Optimal Design Of A New Fault Tolerant Three-Input Majority Gate Based on Quantum Dot Cellular Automata Technology

Samira Shahraki ^*

Higher Education Complex of Saravan

Abstract: (178 Views)

Quantum-dot Cellular Automata (QCA) is a new nanoscale technology that can be considered as an alternative to CMOS technology. The acceptable performance of this technology in the design of efficient circuits with low power consumption has made it one of the fields of interest for researchers. One of the most important challenges for designers and researchers is removing or adding cells, rotating and moving cells from their original location. Therefore, designing circuits that have an acceptable performance against these errors can help solve this challenge. In this article, a new three-input majority gate is introduced. The introduced gate consists of 17 simple and rotating cells and has an area of about 0.02µm² and an energy consumption of 4.89 × e-003MeV. In addition, a complete analysis has been carried out regarding the tolerance of the proposed gate against errors of cell omission, cell displacement and extra cell deposition. the results indicate that the proposed gate can tolerate 92% to single cell omission defect, 84% to double cell omission and to extra cell deposition defect is 100% tolerable.

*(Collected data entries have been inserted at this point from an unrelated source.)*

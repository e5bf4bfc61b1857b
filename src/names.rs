pub const QUESTIONS_URL: &str = "/questions";
pub const CATEGORIES_URL: &str = "/categories";

pub fn question_url(question_id: i64) -> String {
    format!("/questions/{question_id}")
}

pub fn category_questions_url(category_id: i64) -> String {
    format!("/categories/{category_id}/questions")
}

// Listing defaults
pub const DEFAULT_QUESTIONS_PER_PAGE: usize = 10;

/// Category filter value meaning "no filter applied".
pub const ALL_CATEGORIES: &str = "all";
pub const ALL_CATEGORIES_ID: i64 = 0;
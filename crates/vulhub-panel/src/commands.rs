use std::sync::Arc;

use chrono::Utc;
use log::warn;
use vulhub_api::{EnvironmentFilter, EnvironmentStatus, StatusList};
use vulhub_sync::{Mutation, QueryState, Session, Subscription};

use crate::cli::{CleanArgs, Command, StartArgs};
use crate::error::AppError;
use crate::render;
use crate::toast::ToastSink;

/// Wait for the first settled state and hand back its value.
async fn fetched<T>(subscription: &mut Subscription<T>) -> Result<Arc<T>, AppError>
where
    T: Send + Sync + 'static,
{
    let state = subscription.settled().await;
    match (state.data, state.error) {
        (Some(data), None) => Ok(data),
        (Some(data), Some(error)) => {
            warn!("Showing cached {} after failed refresh: {error}", subscription.key());
            Ok(data)
        }
        (None, Some(error)) => Err(error.into()),
        (None, None) => Err(AppError::InvalidArgument(format!(
            "No data for {}",
            subscription.key()
        ))),
    }
}

fn require_path(path: &str) -> Result<&str, AppError> {
    let path = path.trim();
    if path.is_empty() {
        return Err(AppError::InvalidArgument(
            "An environment path is required".to_string(),
        ));
    }
    Ok(path)
}

fn print_toasts(toasts: &ToastSink) {
    for toast in toasts.take_visible() {
        if toast.notification.is_failure() {
            eprintln!("{}", render::toast(&toast));
        } else {
            println!("{}", render::toast(&toast));
        }
    }
}

pub async fn run(command: Command, session: &Session, toasts: &ToastSink) -> Result<(), AppError> {
    match command {
        Command::Dashboard => dashboard(session).await,
        Command::List(args) => list(session, args.filter.into(), &args.search).await,
        Command::Info(args) => info(session, &args.path).await,
        Command::Status(args) => status(session, &args.path).await,
        Command::Watch(args) => watch(session, args.path.as_deref()).await,
        Command::Sync => perform(session, toasts, Mutation::Sync).await,
        Command::Start(args) => start(session, toasts, &args).await,
        Command::Stop(args) => {
            let path = require_path(&args.path)?;
            perform(session, toasts, Mutation::stop(path)).await
        }
        Command::Restart(args) => {
            let path = require_path(&args.path)?;
            perform(session, toasts, Mutation::restart(path)).await
        }
        Command::Clean(args) => clean(session, toasts, &args).await,
    }
}

async fn dashboard(session: &Session) -> Result<(), AppError> {
    let queries = session.queries();
    let mut system = queries.system_status();
    let mut catalog = queries.catalog();
    let mut downloaded = queries.downloaded();
    let mut running = queries.running();

    fetched(&mut system).await?;
    fetched(&mut catalog).await?;
    fetched(&mut downloaded).await?;
    fetched(&mut running).await?;

    print!("{}", render::dashboard(&session.overview(EnvironmentFilter::All, "")));
    Ok(())
}

async fn list(session: &Session, filter: EnvironmentFilter, search: &str) -> Result<(), AppError> {
    let queries = session.queries();
    let mut catalog = queries.catalog();
    let mut downloaded = queries.downloaded();
    let mut running = queries.running();

    fetched(&mut catalog).await?;
    // Membership lists only refine the catalog flags.
    for membership in [&mut downloaded, &mut running] {
        if let Err(error) = fetched(membership).await {
            warn!("Grouping from catalog flags only: {error}");
        }
    }

    let overview = session.overview(filter, search);
    print!("{}", render::groups(&overview.groups));
    Ok(())
}

async fn info(session: &Session, path: &str) -> Result<(), AppError> {
    let path = require_path(path)?;
    let mut subscription = session.queries().info(path);
    match fetched(&mut subscription).await?.as_ref() {
        Some(info) => {
            print!("{}", render::environment_info(info));
            Ok(())
        }
        None => Err(AppError::not_found(path)),
    }
}

async fn status(session: &Session, path: &str) -> Result<(), AppError> {
    let path = require_path(path)?;
    let mut subscription = session.queries().status(path);
    match fetched(&mut subscription).await?.as_ref() {
        Some(status) => {
            print!("{}", render::environment_status(status, Utc::now()));
            Ok(())
        }
        None => Err(AppError::not_found(path)),
    }
}

fn print_running(state: &QueryState<StatusList>) {
    if let Some(list) = &state.data {
        print!("{}", render::running_list(list, Utc::now()));
    }
    if let Some(error) = &state.error {
        eprintln!("[error] {error}");
    }
}

fn print_status(path: &str, state: &QueryState<Option<EnvironmentStatus>>) {
    match state.data.as_deref() {
        Some(Some(status)) => print!("{}", render::environment_status(status, Utc::now())),
        Some(None) => eprintln!("[error] Environment not found: {path}"),
        None => {}
    }
    if let Some(error) = &state.error {
        eprintln!("[error] {error}");
    }
}

/// Print every settled state until Ctrl-C.
async fn watch(session: &Session, path: Option<&str>) -> Result<(), AppError> {
    let ctrl_c = tokio::signal::ctrl_c();
    tokio::pin!(ctrl_c);

    match path {
        None => {
            let mut running = session.queries().running();
            print_running(&running.settled().await);
            loop {
                tokio::select! {
                    result = &mut ctrl_c => return result.map_err(|error| AppError::Signal(error.to_string())),
                    state = running.changed() => {
                        if state.is_settled() {
                            print_running(&state);
                        }
                    }
                }
            }
        }
        Some(path) => {
            let path = require_path(path)?;
            let mut status = session.queries().status(path);
            print_status(path, &status.settled().await);
            loop {
                tokio::select! {
                    result = &mut ctrl_c => return result.map_err(|error| AppError::Signal(error.to_string())),
                    state = status.changed() => {
                        if state.is_settled() {
                            print_status(path, &state);
                        }
                    }
                }
            }
        }
    }
}

async fn start(session: &Session, toasts: &ToastSink, args: &StartArgs) -> Result<(), AppError> {
    let path = require_path(&args.path)?;
    let mutation = Mutation::Start {
        path: path.to_string(),
        options: args.options(),
    };
    perform(session, toasts, mutation).await
}

async fn clean(session: &Session, toasts: &ToastSink, args: &CleanArgs) -> Result<(), AppError> {
    let path = require_path(&args.path)?;
    let mutation = Mutation::Clean {
        path: path.to_string(),
        options: args.options(),
    };
    perform(session, toasts, mutation).await
}

async fn perform(session: &Session, toasts: &ToastSink, mutation: Mutation) -> Result<(), AppError> {
    let result = session.perform(mutation).await;
    print_toasts(toasts);

    let outcome = result?;
    if let Some(details) = render::outcome(&outcome, Utc::now()) {
        print!("{details}");
    }
    Ok(())
}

The performance of the introduced gate has been proven using the QCA Designer 2.0.3 simulator, and the energy consumption of the introduced gate has also been calculated using the QCA Designer-E simulator.

Keywords: Quantum-dot Cellular Automata, Nano technology, Three-input majority gate, Fault tolerance

Full-Text [PDF 1095 kb] (86 Downloads)

Type of Article: Research | Subject: Electronic
Received: 2024/03/1 | Accepted: 2024/11/19 | Published: 2025/05/29

Extended Abstract [PDF 176 KB] (8 Download)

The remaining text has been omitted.